The representation of hazard therefore becomes central to how effectively the index differentiates risk across states.
Making Hazard More Visible
The proposed Enhanced Disaster Risk Index (EDRI) tests this by changing how hazard is represented while preserving the basic multiplicative structure of the existing risk index. It parameterises hazard through three physically interpretable components: intensity, frequency and fragility. Intensity captures the severity of an event, frequency captures how often it occurs, and fragility captures physical susceptibility associated with characteristics such as terrain and geology.
The EDRI is a proof-of-principle framework. It shows how greater differentiation within the hazard component changes the resulting geography of relative risk.
Using illustrative weights of 0.4, 0.3 and 0.3 for intensity, frequency and fragility respectively, the relative risk shares of Nagaland, Sikkim, Tripura and Mizoram rise by more than 200 per cent, while Uttarakhand’s rises by 81 per cent. At the other end, Rajasthan’s relative share falls by 36.5 per cent and Madhya Pradesh’s by 28.6 per cent; Uttar Pradesh and Maharashtra fall by 13.4 per cent and 12.3 per cent respectively.
These changes illustrate how strongly measured risk can respond to what the hazard component is capable of distinguishing. Himalayan and north-eastern states facing combinations of seismicity, landslides, extreme rainfall and fragile terrain become more prominent, while coastal states receive greater recognition of cyclone and storm-surge risks.
The allocation formula itself has not changed. What has changed is what the index is capable of seeing.
Index Design Is Policy Design
The exercise points to a wider question in the use of composite indices. Policymakers usually scrutinise which variables an index contains and what weights they have been assigned. The variability of the underlying data can create another, implicit hierarchy of influence that is less immediately visible.
Any index used to allocate public resources should therefore be tested for which variables actually drive its results.
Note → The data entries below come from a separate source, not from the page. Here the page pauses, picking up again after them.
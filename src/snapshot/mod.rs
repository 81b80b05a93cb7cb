// Versioned snapshot: a payload plus a monotonic version number.
//
// `change_data` diffs a new payload against the current one, stamps the
// next version and a digest, commits, and hands back the delta for other
// holders. `increment_data` is the receiving side: contiguity check, apply,
// digest check, then commit. A rejected delta leaves the snapshot untouched.
//
// - `options`: SnapshotOptions and the policies it selects
// - `shared`:  SharedSnapshot, a thread-safe wrapper with an atomic version

pub mod options;
pub mod shared;

use crate::delta::{self, Delta, UNVERSIONED};
use crate::integrity::{self, Verification};

pub use options::{Contiguity, SnapshotOptions, UnknownDigestPolicy};
pub use shared::SharedSnapshot;

// ---------------------------------------------------------------------------
// Errors
// ---------------------------------------------------------------------------

/// Reasons `increment_data` refuses a delta.
#[derive(Debug, Clone, PartialEq, Eq, thiserror::Error)]
pub enum PatchError {
    #[error("version mismatch: snapshot is at {current}, delta targets {received}")]
    VersionMismatch { current: i64, received: i64 },
    #[error("integrity violation: digest of reconstructed version {version} does not match")]
    IntegrityViolation { version: i64 },
    #[error("unsupported digest algorithm ({digest_len}-byte digest)")]
    UnsupportedAlgorithm { digest_len: usize },
}

// ---------------------------------------------------------------------------
// Snapshot
// ---------------------------------------------------------------------------

/// A byte buffer under version control.
#[derive(Debug, Clone)]
pub struct Snapshot {
    data: Option<Vec<u8>>,
    version: i64,
    options: SnapshotOptions,
}

// Options are local policy, so equality only looks at the state.
impl PartialEq for Snapshot {
    fn eq(&self, other: &Self) -> bool {
        self.version == other.version && self.data == other.data
    }
}

impl Eq for Snapshot {}

impl Snapshot {
    /// Unversioned snapshot holding `data`.
    pub fn new(data: Option<Vec<u8>>) -> Self {
        Self::with_version(data, UNVERSIONED)
    }

    pub fn with_version(data: Option<Vec<u8>>, version: i64) -> Self {
        Self {
            data,
            version,
            options: SnapshotOptions::default(),
        }
    }

    #[must_use]
    pub fn with_options(mut self, options: SnapshotOptions) -> Self {
        self.options = options;
        self
    }

    #[inline]
    pub fn data(&self) -> Option<&[u8]> {
        self.data.as_deref()
    }

    #[inline]
    pub fn version(&self) -> i64 {
        self.version
    }

    /// False until the first delta is committed.
    #[inline]
    pub fn is_versioned(&self) -> bool {
        self.version != UNVERSIONED
    }

    #[inline]
    pub fn options(&self) -> &SnapshotOptions {
        &self.options
    }

    pub fn into_parts(self) -> (Option<Vec<u8>>, i64) {
        (self.data, self.version)
    }

    #[inline]
    fn next_version(&self) -> i64 {
        self.version.wrapping_add(1)
    }

    /// Replace the payload with `new`, returning the delta that describes
    /// the change.
    pub fn change_data(&mut self, new: &[u8]) -> Delta {
        let next = self.next_version();
        let mut delta = delta::diff(self.data(), new, self.options.diff_mode).with_version(next);
        if let Some(algorithm) = self.options.hash {
            delta = integrity::attach_hash(delta, new, algorithm);
        }

        log::debug!(
            "change_data: version {} -> {next}, {} of {} bytes carried",
            self.version,
            delta.stats().changed_bytes,
            new.len()
        );

        self.data = Some(new.to_vec());
        self.version = next;
        delta
    }

    /// Drop the payload, returning a dense delta with an absent target.
    pub fn clear_data(&mut self) -> Delta {
        let next = self.next_version();
        let delta = delta::diff_dense(None).with_version(next);
        log::debug!("clear_data: version {} -> {next}", self.version);
        self.data = None;
        self.version = next;
        delta
    }

    /// Apply a delta received from another holder.
    ///
    /// Unless `forced`, the delta must be exactly one version away and its
    /// digest (if any) must match the reconstructed payload. `forced`
    /// bypasses both checks.
    pub fn increment_data(&mut self, delta: &Delta, forced: bool) -> Result<(), PatchError> {
        let received = delta.version();

        if !forced {
            let step = received.checked_sub(self.version);
            if !self.options.contiguity.accepts(step) {
                log::warn!(
                    "increment_data: rejecting version {received} at version {}",
                    self.version
                );
                return Err(PatchError::VersionMismatch {
                    current: self.version,
                    received,
                });
            }
        }

        let candidate = delta::apply(self.data(), delta);

        if !forced {
            match integrity::check(delta, candidate.as_deref()) {
                Verification::Unguarded | Verification::Verified(_) => {}
                Verification::Mismatch(algorithm) => {
                    log::warn!(
                        "increment_data: {algorithm} digest mismatch for version {received}"
                    );
                    return Err(PatchError::IntegrityViolation { version: received });
                }
                Verification::Unrecognized { digest_len } => match self.options.unknown_digest {
                    UnknownDigestPolicy::Skip => {
                        log::warn!(
                            "increment_data: skipping verification of {digest_len}-byte digest"
                        );
                    }
                    UnknownDigestPolicy::Reject => {
                        return Err(PatchError::UnsupportedAlgorithm { digest_len });
                    }
                },
            }
        }

        log::debug!(
            "increment_data: version {} -> {received}{}",
            self.version,
            if forced { " (forced)" } else { "" }
        );

        self.data = candidate;
        self.version = received;
        Ok(())
    }
}

#[cfg(test)]
mod tests {
    use super::*;
    use crate::delta::{DiffMode, diff_sparse};
    use crate::integrity::{HashAlgorithm, Integrity};

    fn holders() -> (Snapshot, Snapshot) {
        (
            Snapshot::new(Some(b"Test".to_vec())),
            Snapshot::new(Some(b"Test".to_vec())),
        )
    }

    #[test]
    fn change_then_increment() {
        let (mut writer, mut reader) = holders();
        assert!(!writer.is_versioned());

        let delta = writer.change_data(b"tEST");
        assert_eq!(writer.version(), UNVERSIONED + 1);
        assert_eq!(writer.data(), Some(&b"tEST"[..]));
        assert_eq!(delta.version(), UNVERSIONED + 1);
        assert_eq!(delta.payload(), Some(&[116u8, 69, 83, 84][..]));
        assert_eq!(delta.hash_algorithm(), Some(HashAlgorithm::Sha256));

        reader.increment_data(&delta, false).unwrap();
        assert_eq!(reader.data(), Some(&b"tEST"[..]));
        assert_eq!(reader.version(), UNVERSIONED + 1);
        assert!(reader.is_versioned());
    }

    #[test]
    fn successive_changes_chain() {
        let (mut writer, mut reader) = holders();
        for text in [&b"Tent"[..], b"Tents", b"T", b""] {
            let delta = writer.change_data(text);
            reader.increment_data(&delta, false).unwrap();
            assert_eq!(reader, writer);
        }
        assert_eq!(reader.version(), UNVERSIONED + 4);
    }

    #[test]
    fn same_version_rejected() {
        let (mut writer, mut reader) = holders();
        let delta = writer.change_data(b"tEST");
        reader.increment_data(&delta, false).unwrap();
        assert_eq!(
            reader.increment_data(&delta, false),
            Err(PatchError::VersionMismatch {
                current: UNVERSIONED + 1,
                received: UNVERSIONED + 1,
            })
        );
    }

    #[test]
    fn gap_rejected_unless_forced() {
        let (mut writer, mut reader) = holders();
        writer.change_data(b"one!");
        let second = writer.change_data(b"two!");

        let err = reader.increment_data(&second, false).unwrap_err();
        assert!(matches!(err, PatchError::VersionMismatch { .. }));
        assert_eq!(reader.data(), Some(&b"Test"[..]));
        assert_eq!(reader.version(), UNVERSIONED);

        // Forcing skips the checks but still merges position by position
        // onto the reader's own baseline: byte 3 is unchanged in `second`,
        // so it keeps the reader's 't'.
        reader.increment_data(&second, true).unwrap();
        assert_eq!(reader.version(), UNVERSIONED + 2);
        assert_eq!(reader.data(), Some(&b"twot"[..]));
    }

    #[test]
    fn backward_step_is_accepted_by_default() {
        let mut s = Snapshot::with_version(Some(b"new".to_vec()), 10);
        let undo = diff_sparse(Some(b"new"), b"old").with_version(9);
        s.increment_data(&undo, false).unwrap();
        assert_eq!(s.version(), 9);
        assert_eq!(s.data(), Some(&b"old"[..]));
    }

    #[test]
    fn forward_only_rejects_backward_step() {
        let mut s = Snapshot::with_version(Some(b"new".to_vec()), 10).with_options(
            SnapshotOptions {
                contiguity: Contiguity::ForwardOnly,
                ..Default::default()
            },
        );
        let undo = diff_sparse(Some(b"new"), b"old").with_version(9);
        assert!(matches!(
            s.increment_data(&undo, false),
            Err(PatchError::VersionMismatch { current: 10, received: 9 })
        ));
    }

    #[test]
    fn extreme_versions_do_not_overflow() {
        let mut s = Snapshot::new(Some(vec![1]));
        let far = diff_sparse(Some(&[1u8][..]), &[2u8]).with_version(i64::MAX);
        assert!(matches!(
            s.increment_data(&far, false),
            Err(PatchError::VersionMismatch { .. })
        ));
    }

    #[test]
    fn corrupted_payload_violates_integrity() {
        let (mut writer, mut reader) = holders();
        let delta = writer.change_data(b"tEST");

        let mut changed = delta.payload().unwrap().to_vec();
        changed[0] ^= 0x01;
        let corrupted = Delta::from_parts(
            delta.version(),
            delta.target_length(),
            crate::delta::DeltaBody::Sparse {
                changed,
                bitmap: delta.bitmap().unwrap().clone(),
            },
            delta.integrity().cloned(),
        );

        assert_eq!(
            reader.increment_data(&corrupted, false),
            Err(PatchError::IntegrityViolation {
                version: UNVERSIONED + 1
            })
        );
        assert_eq!(reader.data(), Some(&b"Test"[..]));
        assert_eq!(reader.version(), UNVERSIONED);

        reader.increment_data(&delta, false).unwrap();
        assert_eq!(reader.data(), Some(&b"tEST"[..]));
    }

    #[test]
    fn forced_skips_integrity() {
        let mut s = Snapshot::new(Some(b"a".to_vec()));
        let bogus = diff_sparse(Some(b"a"), b"b")
            .with_version(UNVERSIONED + 1)
            .with_integrity(Some(Integrity::compute(HashAlgorithm::Sha256, b"zzz")));
        assert!(s.increment_data(&bogus, false).is_err());
        s.increment_data(&bogus, true).unwrap();
        assert_eq!(s.data(), Some(&b"b"[..]));
    }

    #[test]
    fn unknown_digest_policy() {
        let delta = diff_sparse(Some(b"a"), b"b")
            .with_version(UNVERSIONED + 1)
            .with_integrity(Some(Integrity::from_digest(vec![0; 20])));

        let mut lenient = Snapshot::new(Some(b"a".to_vec()));
        lenient.increment_data(&delta, false).unwrap();
        assert_eq!(lenient.data(), Some(&b"b"[..]));

        let mut strict = Snapshot::new(Some(b"a".to_vec())).with_options(SnapshotOptions {
            unknown_digest: UnknownDigestPolicy::Reject,
            ..Default::default()
        });
        assert_eq!(
            strict.increment_data(&delta, false),
            Err(PatchError::UnsupportedAlgorithm { digest_len: 20 })
        );
        assert_eq!(strict.version(), UNVERSIONED);
    }

    #[test]
    fn options_shape_emitted_deltas() {
        let mut s = Snapshot::new(Some(b"abc".to_vec())).with_options(SnapshotOptions {
            diff_mode: DiffMode::Dense,
            hash: Some(HashAlgorithm::Sha512),
            ..Default::default()
        });
        let d = s.change_data(b"abd");
        assert!(!d.is_sparse());
        assert_eq!(d.hash_algorithm(), Some(HashAlgorithm::Sha512));

        let mut bare = Snapshot::new(None).with_options(SnapshotOptions {
            hash: None,
            ..Default::default()
        });
        let d = bare.change_data(b"x");
        assert!(d.integrity().is_none());
        assert!(!d.is_sparse());
    }

    #[test]
    fn clear_then_restore() {
        let (mut writer, mut reader) = holders();
        let cleared = writer.clear_data();
        assert_eq!(writer.data(), None);
        reader.increment_data(&cleared, false).unwrap();
        assert_eq!(reader.data(), None);

        // No baseline on either side: the next delta is dense.
        let restored = writer.change_data(b"back");
        assert!(!restored.is_sparse());
        reader.increment_data(&restored, false).unwrap();
        assert_eq!(reader.data(), Some(&b"back"[..]));
        assert_eq!(reader.version(), UNVERSIONED + 2);
    }

    #[test]
    fn receiver_without_baseline_takes_payload() {
        // Sparse delta hitting a receiver with no data: payload verbatim.
        // Every byte changed here, so the digest still matches.
        let mut writer = Snapshot::new(Some(b"Test".to_vec()));
        let delta = writer.change_data(b"tEST");

        let mut empty = Snapshot::new(None);
        empty.increment_data(&delta, false).unwrap();
        assert_eq!(empty.data(), Some(&b"tEST"[..]));
    }
}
A variability audit could examine the dispersion of individual components and test how strongly each influences rankings or allocation shares. Such scrutiny would make visible the effective weights that emerge from the data.
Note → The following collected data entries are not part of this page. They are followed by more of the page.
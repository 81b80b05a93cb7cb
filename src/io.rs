// File-level helpers around framed snapshots and deltas.
//
// Each file holds one `Frame`. `commit_file` and `apply_file` load a
// snapshot, run `change_data` / `increment_data`, and write the result back
// only once the in-memory operation has succeeded. Snapshot files are
// replaced through a sibling temp file and a rename.

use std::fs::{self, File};
use std::io::{self, BufReader, BufWriter, Write};
use std::path::{Path, PathBuf};

use crate::delta::Delta;
use crate::integrity::HashAlgorithm;
use crate::snapshot::{PatchError, Snapshot, SnapshotOptions};
use crate::wire::{Frame, WireError};

const BUF_SIZE: usize = 64 * 1024; // 64 KiB

// ---------------------------------------------------------------------------
// Errors
// ---------------------------------------------------------------------------

#[derive(Debug, thiserror::Error)]
pub enum IoError {
    #[error("I/O error: {0}")]
    Io(#[from] io::Error),
    #[error("wire error: {0}")]
    Wire(#[from] WireError),
    #[error("patch rejected: {0}")]
    Patch(#[from] PatchError),
    #[error("{path}: expected a {expected} frame, found a {found} frame")]
    UnexpectedFrame {
        path: PathBuf,
        expected: &'static str,
        found: &'static str,
    },
}

// ---------------------------------------------------------------------------
// Stats
// ---------------------------------------------------------------------------

/// Statistics returned by `commit_file()`.
#[derive(Debug, Clone)]
pub struct CommitStats {
    pub previous_version: i64,
    pub version: i64,
    /// Size of the new payload in bytes.
    pub target_size: u64,
    /// Size of the written delta frame in bytes.
    pub delta_size: u64,
    /// Payload bytes carried by the delta.
    pub changed_bytes: u64,
    pub sparse: bool,
    pub target_sha256: [u8; 32],
}

/// Statistics returned by `apply_file()`.
#[derive(Debug, Clone)]
pub struct ApplyStats {
    pub previous_version: i64,
    pub version: i64,
    pub delta_size: u64,
    /// Size of the reconstructed payload (0 when the payload was cleared).
    pub output_size: u64,
    pub output_sha256: Option<[u8; 32]>,
}

fn sha256(data: &[u8]) -> [u8; 32] {
    let mut out = [0u8; 32];
    out.copy_from_slice(&HashAlgorithm::Sha256.digest(data));
    out
}

// ---------------------------------------------------------------------------
// Frame files
// ---------------------------------------------------------------------------

/// Read a single frame from `path`.
pub fn read_frame(path: &Path) -> Result<Frame, IoError> {
    let file = File::open(path)?;
    let mut reader = BufReader::with_capacity(BUF_SIZE, file);
    let frame = Frame::decode(&mut reader)?;

    let mut probe = [0u8; 1];
    if io::Read::read(&mut reader, &mut probe)? != 0 {
        return Err(WireError::Malformed(format!(
            "{}: trailing bytes after frame",
            path.display()
        ))
        .into());
    }
    Ok(frame)
}

/// Write `frame` to `path`, returning the number of bytes written.
pub fn write_frame(path: &Path, frame: &Frame) -> Result<u64, IoError> {
    let bytes = frame.to_bytes()?;
    let file = File::create(path)?;
    let mut writer = BufWriter::with_capacity(BUF_SIZE, file);
    writer.write_all(&bytes)?;
    writer.flush()?;
    Ok(bytes.len() as u64)
}

fn tmp_path(path: &Path) -> PathBuf {
    let mut tmp = path.as_os_str().to_owned();
    tmp.push(".tmp");
    PathBuf::from(tmp)
}

/// Write `frame` to a sibling temp file of `path`. The temp file is
/// removed again if the write fails.
fn stage_frame(path: &Path, frame: &Frame) -> Result<(PathBuf, u64), IoError> {
    let tmp = tmp_path(path);
    match write_frame(&tmp, frame) {
        Ok(written) => Ok((tmp, written)),
        Err(e) => {
            let _ = fs::remove_file(&tmp);
            Err(e)
        }
    }
}

/// Move a staged temp file onto `path`, dropping it if the rename fails.
fn publish(tmp: &Path, path: &Path) -> Result<(), IoError> {
    fs::rename(tmp, path).map_err(|e| {
        let _ = fs::remove_file(tmp);
        IoError::from(e)
    })
}

/// Write `frame` next to `path` and rename it into place.
fn replace_frame(path: &Path, frame: &Frame) -> Result<u64, IoError> {
    let (tmp, written) = stage_frame(path, frame)?;
    publish(&tmp, path)?;
    Ok(written)
}

pub fn read_snapshot(path: &Path) -> Result<Snapshot, IoError> {
    match read_frame(path)? {
        Frame::Snapshot(s) => Ok(s),
        other => Err(IoError::UnexpectedFrame {
            path: path.to_path_buf(),
            expected: "snapshot",
            found: other.kind_name(),
        }),
    }
}

pub fn read_delta(path: &Path) -> Result<Delta, IoError> {
    match read_frame(path)? {
        Frame::Delta(d) => Ok(d),
        other => Err(IoError::UnexpectedFrame {
            path: path.to_path_buf(),
            expected: "delta",
            found: other.kind_name(),
        }),
    }
}

// ---------------------------------------------------------------------------
// Snapshot operations
// ---------------------------------------------------------------------------

/// Create an unversioned snapshot file holding the contents of `data_path`.
pub fn init_file(data_path: &Path, snapshot_path: &Path) -> Result<u64, IoError> {
    let data = fs::read(data_path)?;
    write_frame(snapshot_path, &Frame::Snapshot(Snapshot::new(Some(data))))
}

/// Commit the contents of `new_data_path` to the snapshot at
/// `snapshot_path`, writing the resulting delta to `delta_path`.
///
/// On error neither file is modified, except when the final rename of
/// the delta fails after the snapshot has already been replaced.
pub fn commit_file(
    snapshot_path: &Path,
    new_data_path: &Path,
    delta_path: &Path,
    opts: SnapshotOptions,
) -> Result<CommitStats, IoError> {
    let mut snapshot = read_snapshot(snapshot_path)?.with_options(opts);
    let new_data = fs::read(new_data_path)?;
    let previous_version = snapshot.version();

    let delta = snapshot.change_data(&new_data);
    let changed_bytes = delta.stats().changed_bytes as u64;
    let sparse = delta.is_sparse();

    // Nothing becomes visible until both frames are staged, and the delta
    // only appears once the snapshot has moved to its version.
    let (delta_tmp, delta_size) = stage_frame(delta_path, &Frame::Delta(delta))?;
    if let Err(e) = replace_frame(snapshot_path, &Frame::Snapshot(snapshot.clone())) {
        let _ = fs::remove_file(&delta_tmp);
        return Err(e);
    }
    publish(&delta_tmp, delta_path)?;

    log::info!(
        "committed {}: version {previous_version} -> {}",
        snapshot_path.display(),
        snapshot.version()
    );

    Ok(CommitStats {
        previous_version,
        version: snapshot.version(),
        target_size: new_data.len() as u64,
        delta_size,
        changed_bytes,
        sparse,
        target_sha256: sha256(&new_data),
    })
}

/// Apply the delta at `delta_path` to the snapshot at `snapshot_path`.
///
/// The snapshot file is only rewritten when the delta is accepted.
pub fn apply_file(
    snapshot_path: &Path,
    delta_path: &Path,
    forced: bool,
    opts: SnapshotOptions,
) -> Result<ApplyStats, IoError> {
    let mut snapshot = read_snapshot(snapshot_path)?.with_options(opts);
    let delta_size = fs::metadata(delta_path)?.len();
    let delta = read_delta(delta_path)?;
    let previous_version = snapshot.version();

    snapshot.increment_data(&delta, forced)?;
    replace_frame(snapshot_path, &Frame::Snapshot(snapshot.clone()))?;

    log::info!(
        "applied {} to {}: version {previous_version} -> {}",
        delta_path.display(),
        snapshot_path.display(),
        snapshot.version()
    );

    Ok(ApplyStats {
        previous_version,
        version: snapshot.version(),
        delta_size,
        output_size: snapshot.data().map_or(0, |d| d.len() as u64),
        output_sha256: snapshot.data().map(sha256),
    })
}

// ---------------------------------------------------------------------------
// Tests
// ---------------------------------------------------------------------------

#[cfg(test)]
mod tests {
    use super::*;
    use crate::delta::UNVERSIONED;
    use tempfile::tempdir;

    #[test]
    fn init_commit_apply_roundtrip() {
        let dir = tempdir().unwrap();
        let base = dir.path().join("base.bin");
        let next = dir.path().join("next.bin");
        let writer = dir.path().join("writer.snap");
        let reader = dir.path().join("reader.snap");
        let delta = dir.path().join("change.delta");

        fs::write(&base, b"The quick brown fox").unwrap();
        fs::write(&next, b"The quick brown cat!").unwrap();

        init_file(&base, &writer).unwrap();
        init_file(&base, &reader).unwrap();

        let commit =
            commit_file(&writer, &next, &delta, SnapshotOptions::default()).unwrap();
        assert_eq!(commit.previous_version, UNVERSIONED);
        assert_eq!(commit.version, UNVERSIONED + 1);
        assert_eq!(commit.target_size, 20);
        assert!(commit.sparse);
        assert_eq!(commit.changed_bytes, 4);

        let applied = apply_file(&reader, &delta, false, SnapshotOptions::default()).unwrap();
        assert_eq!(applied.version, UNVERSIONED + 1);
        assert_eq!(applied.output_sha256, Some(commit.target_sha256));

        let snap = read_snapshot(&reader).unwrap();
        assert_eq!(snap.data(), Some(&b"The quick brown cat!"[..]));
        assert_eq!(read_snapshot(&writer).unwrap(), snap);
    }

    #[test]
    fn rejected_apply_leaves_file_untouched() {
        let dir = tempdir().unwrap();
        let base = dir.path().join("base.bin");
        let snap = dir.path().join("s.snap");
        let delta = dir.path().join("d.delta");

        fs::write(&base, b"abc").unwrap();
        init_file(&base, &snap).unwrap();
        let before = fs::read(&snap).unwrap();

        let stale = Frame::Delta(crate::delta::diff_dense(Some(b"xyz")).with_version(UNVERSIONED));
        write_frame(&delta, &stale).unwrap();

        let err = apply_file(&snap, &delta, false, SnapshotOptions::default()).unwrap_err();
        assert!(matches!(err, IoError::Patch(PatchError::VersionMismatch { .. })));
        assert_eq!(fs::read(&snap).unwrap(), before);
    }

    #[test]
    fn failed_snapshot_replace_leaves_no_delta() {
        let dir = tempdir().unwrap();
        let base = dir.path().join("base.bin");
        let next = dir.path().join("next.bin");
        let snap = dir.path().join("s.snap");
        let delta = dir.path().join("d.delta");

        fs::write(&base, b"abc").unwrap();
        fs::write(&next, b"abd").unwrap();
        init_file(&base, &snap).unwrap();
        let before = fs::read(&snap).unwrap();

        // A directory squatting on the temp name makes staging fail.
        fs::create_dir(tmp_path(&snap)).unwrap();

        let err = commit_file(&snap, &next, &delta, SnapshotOptions::default()).unwrap_err();
        assert!(matches!(err, IoError::Io(_)));
        assert_eq!(fs::read(&snap).unwrap(), before);
        assert!(!delta.exists());
        assert!(!tmp_path(&delta).exists());

        // Once the path is clear the same commit goes through.
        fs::remove_dir(tmp_path(&snap)).unwrap();
        let stats = commit_file(&snap, &next, &delta, SnapshotOptions::default()).unwrap();
        assert_eq!(stats.version, UNVERSIONED + 1);
        assert_eq!(read_delta(&delta).unwrap().version(), UNVERSIONED + 1);
    }

    #[test]
    fn failed_rename_removes_temp_file() {
        let dir = tempdir().unwrap();
        // Renaming a file over a non-empty directory fails.
        let target = dir.path().join("occupied");
        fs::create_dir(&target).unwrap();
        fs::write(target.join("keep"), b"x").unwrap();

        let frame = Frame::Snapshot(Snapshot::new(Some(b"abc".to_vec())));
        assert!(replace_frame(&target, &frame).is_err());
        assert!(!tmp_path(&target).exists());
        assert!(target.join("keep").exists());
    }

    #[test]
    fn wrong_frame_kind_is_reported() {
        let dir = tempdir().unwrap();
        let base = dir.path().join("base.bin");
        let snap = dir.path().join("s.snap");
        fs::write(&base, b"abc").unwrap();
        init_file(&base, &snap).unwrap();

        let err = read_delta(&snap).unwrap_err();
        assert!(matches!(
            err,
            IoError::UnexpectedFrame {
                expected: "delta",
                found: "snapshot",
                ..
            }
        ));
    }

    #[test]
    fn trailing_garbage_is_rejected() {
        let dir = tempdir().unwrap();
        let path = dir.path().join("s.snap");
        let mut bytes = Frame::Snapshot(Snapshot::new(None)).to_bytes().unwrap();
        bytes.push(0xAA);
        fs::write(&path, bytes).unwrap();
        assert!(matches!(
            read_frame(&path),
            Err(IoError::Wire(WireError::Malformed(_)))
        ));
    }
}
For disaster risk, the same principle supports greater use of physically measurable and traceable hazard indicators, drawing on data from institutions such as the India Meteorological Department, Central Water Commission, Geological Survey of India and National Remote Sensing Centre. The aim is to preserve meaningful differences in hazard intensity, recurrence and physical susceptibility across states.
Vulnerability requires similar scrutiny. While the EDRI demonstrates the effect of greater differentiation in hazard, vulnerability remains relatively compressed in the existing framework. Infrastructure resilience, adaptive capacity, demographic characteristics, access to resources and socio-economic inequalities could provide a more differentiated picture of susceptibility.
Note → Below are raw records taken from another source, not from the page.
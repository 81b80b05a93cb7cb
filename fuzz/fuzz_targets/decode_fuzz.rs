#![no_main]
use libfuzzer_sys::fuzz_target;
use verdelta::delta::apply;
use verdelta::wire::{Frame, WireLayout, from_wire};

fuzz_target!(|data: &[u8]| {
    // Decoding arbitrary bytes must never panic, only return errors.
    for layout in [WireLayout::Dense, WireLayout::Hashed, WireLayout::Sparse] {
        if let Ok(delta) = from_wire(data, layout) {
            // Anything the decoder accepts must be safe to apply.
            let _ = apply(Some(data), &delta);
            let _ = apply(None, &delta);
        }
    }
    if let Ok(Frame::Delta(delta)) = Frame::from_bytes(data) {
        let _ = apply(Some(data), &delta);
    }
});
The larger lesson extends beyond disaster finance. Composite indicators increasingly influence decisions about development, resilience, environmental risk and public investment. An index may contain all the relevant dimensions and assign them apparently reasonable weights, while the statistical characteristics of its underlying data produce a very different hierarchy of influence.
Measurement choices can therefore shape policy priorities long before an allocation formula is applied.
Before asking whether an index has the right weights, policymakers should ask a more basic question: What weights have the data quietly given it?